INSTRUCTIONS FOR THE TASK:
Please return the lines of the data that contain "DifferenceInterval".
START INPUT FOR THIS TASK
//! Normal-theory interval engine
//!
//! All operations validate their inputs against the engine's [`StatBounds`]
//! before resolving the confidence level, and fail with the first violation
//! found. Nothing is defaulted: an unsupported level is an error, not 95%.

use crate::table::{ConfidenceLevel, IntoConfidenceLevel};
use crate::types::{
    ConfidenceInterval, DifferenceInterval, SampleSizeResult, SampleSummary, TwoPopulationSummary,
};
use confidence_core::{validate_required, Result, StatBounds, ValidationError, ValidationReason};
use tracing::{debug, instrument, warn};

/// Computes confidence intervals and required sample sizes
#[derive(Debug, Clone, Default)]
pub struct IntervalEngine {
    bounds: StatBounds,
}

impl IntervalEngine {
    /// Engine with the default statistical bounds
    pub fn new() -> Self {
        Self::default()
    }

    /// Replace the validation bounds
    pub fn with_bounds(mut self, bounds: StatBounds) -> Self {
        self.bounds = bounds;
        self
    }

    pub fn bounds(&self) -> &StatBounds {
        &self.bounds
    }

    /// Check mean, std_dev and sample_size, in that order
    pub fn validate_summary(
        &self,
        summary: &SampleSummary,
    ) -> std::result::Result<(), ValidationError> {
        validate_required(summary.mean, "mean", &self.bounds.mean_rule())?;
        validate_required(summary.std_dev, "std_dev", &self.bounds.std_dev_rule())?;
        validate_required(
            summary.sample_size,
            "sample_size",
            &self.bounds.sample_size_rule(),
        )?;
        Ok(())
    }

    /// Confidence interval for a single population mean
    #[instrument(level = "debug", skip(self, confidence_level))]
    pub fn compute_interval(
        &self,
        summary: &SampleSummary,
        confidence_level: impl IntoConfidenceLevel,
    ) -> Result<ConfidenceInterval> {
        self.validate_summary(summary)?;
        let level = confidence_level.into_confidence_level()?;

        let ci = ConfidenceInterval::centered(summary.mean, summary.standard_error(), level);
        debug!(lower = ci.lower, upper = ci.upper, margin = ci.margin, "interval computed");
        Ok(ci)
    }

    /// Confidence interval for `pop1.mean - pop2.mean`
    ///
    /// Population 1 is validated before population 2; the first failing field
    /// is reported with a `pop1.`/`pop2.` prefix.
    pub fn compute_two_population_interval(
        &self,
        summary: &TwoPopulationSummary,
    ) -> Result<DifferenceInterval> {
        self.compute_difference_interval(&summary.pop1, &summary.pop2, summary.confidence_level)
    }

    /// As [`IntervalEngine::compute_two_population_interval`] with the level given separately
    #[instrument(level = "debug", skip(self, confidence_level))]
    pub fn compute_difference_interval(
        &self,
        pop1: &SampleSummary,
        pop2: &SampleSummary,
        confidence_level: impl IntoConfidenceLevel,
    ) -> Result<DifferenceInterval> {
        self.validate_summary(pop1).map_err(|e| e.scoped("pop1"))?;
        self.validate_summary(pop2).map_err(|e| e.scoped("pop2"))?;
        let level = confidence_level.into_confidence_level()?;

        let diff_mean = pop1.mean - pop2.mean;
        // Unpooled variances, no degrees-of-freedom correction
        let standard_error = (pop1.std_dev.powi(2) / pop1.sample_size as f64
            + pop2.std_dev.powi(2) / pop2.sample_size as f64)
            .sqrt();
        let z_score = level.z_score();
        let margin = z_score * standard_error;

        let interval = DifferenceInterval {
            lower: diff_mean - margin,
            upper: diff_mean + margin,
            margin,
            standard_error,
            diff_mean,
            z_score,
            confidence_level: level,
        };
        debug!(
            diff_mean,
            lower = interval.lower,
            upper = interval.upper,
            "difference interval computed"
        );
        Ok(interval)
    }

    /// Smallest sample size whose margin of error does not exceed `margin`
    ///
    /// The result is rounded up and not capped; sizes outside the sample-size
    /// bounds are returned with a warning. A size that does not fit in `u64`
    /// is reported against `margin`.
    #[instrument(level = "debug", skip(self, confidence_level))]
    pub fn determine_sample_size(
        &self,
        margin: f64,
        std_dev: f64,
        confidence_level: impl IntoConfidenceLevel,
    ) -> Result<SampleSizeResult> {
        let margin = validate_required(margin, "margin", &self.bounds.margin_rule())?;
        let std_dev = validate_required(std_dev, "std_dev", &self.bounds.std_dev_rule())?;
        let level = confidence_level.into_confidence_level()?;

        let z_score = level.z_score();
        let required = (z_score * std_dev / margin).powi(2).ceil();
        // u64::MAX as f64 rounds up to 2^64, which is itself out of range
        if !(required.is_finite() && required < u64::MAX as f64) {
            return Err(ValidationError::new(
                "margin",
                ValidationReason::CustomConstraintViolation(format!(
                    "margin {margin} is too small for a representable sample size"
                )),
            )
            .into());
        }
        let sample_size = required as u64;

        if !self.bounds.sample_size.contains(required) {
            warn!(
                sample_size,
                min = self.bounds.sample_size.min,
                max = self.bounds.sample_size.max,
                "required sample size is outside the sample-size bounds"
            );
        }
        debug!(sample_size, "sample size determined");

        Ok(SampleSizeResult {
            sample_size,
            z_score,
            margin,
            std_dev,
            confidence_level: level,
        })
    }
}

/// Confidence interval at `level` using the default engine
pub fn compute_interval(
    summary: &SampleSummary,
    level: impl IntoConfidenceLevel,
) -> Result<ConfidenceInterval> {
    IntervalEngine::new().compute_interval(summary, level)
}

/// Difference interval using the default engine
pub fn compute_two_population_interval(
    summary: &TwoPopulationSummary,
) -> Result<DifferenceInterval> {
    IntervalEngine::new().compute_two_population_interval(summary)
}

/// Required sample size using the default engine
pub fn determine_sample_size(
    margin: f64,
    std_dev: f64,
    level: impl IntoConfidenceLevel,
) -> Result<SampleSizeResult> {
    IntervalEngine::new().determine_sample_size(margin, std_dev, level)
}

/// Intervals at every supported level, narrowest first
pub fn intervals_at_all_levels(summary: &SampleSummary) -> Result<Vec<ConfidenceInterval>> {
    let engine = IntervalEngine::new();
    ConfidenceLevel::ALL
        .iter()
        .map(|&level| engine.compute_interval(summary, level))
        .collect()
}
END INPUT FOR THIS TASK
SOLUTION TO THIS PROBLEM:
    ConfidenceInterval, DifferenceInterval, SampleSizeResult, SampleSummary, TwoPopulationSummary,
    ) -> Result<DifferenceInterval> {
    ) -> Result<DifferenceInterval> {
        let interval = DifferenceInterval {
) -> Result<DifferenceInterval> {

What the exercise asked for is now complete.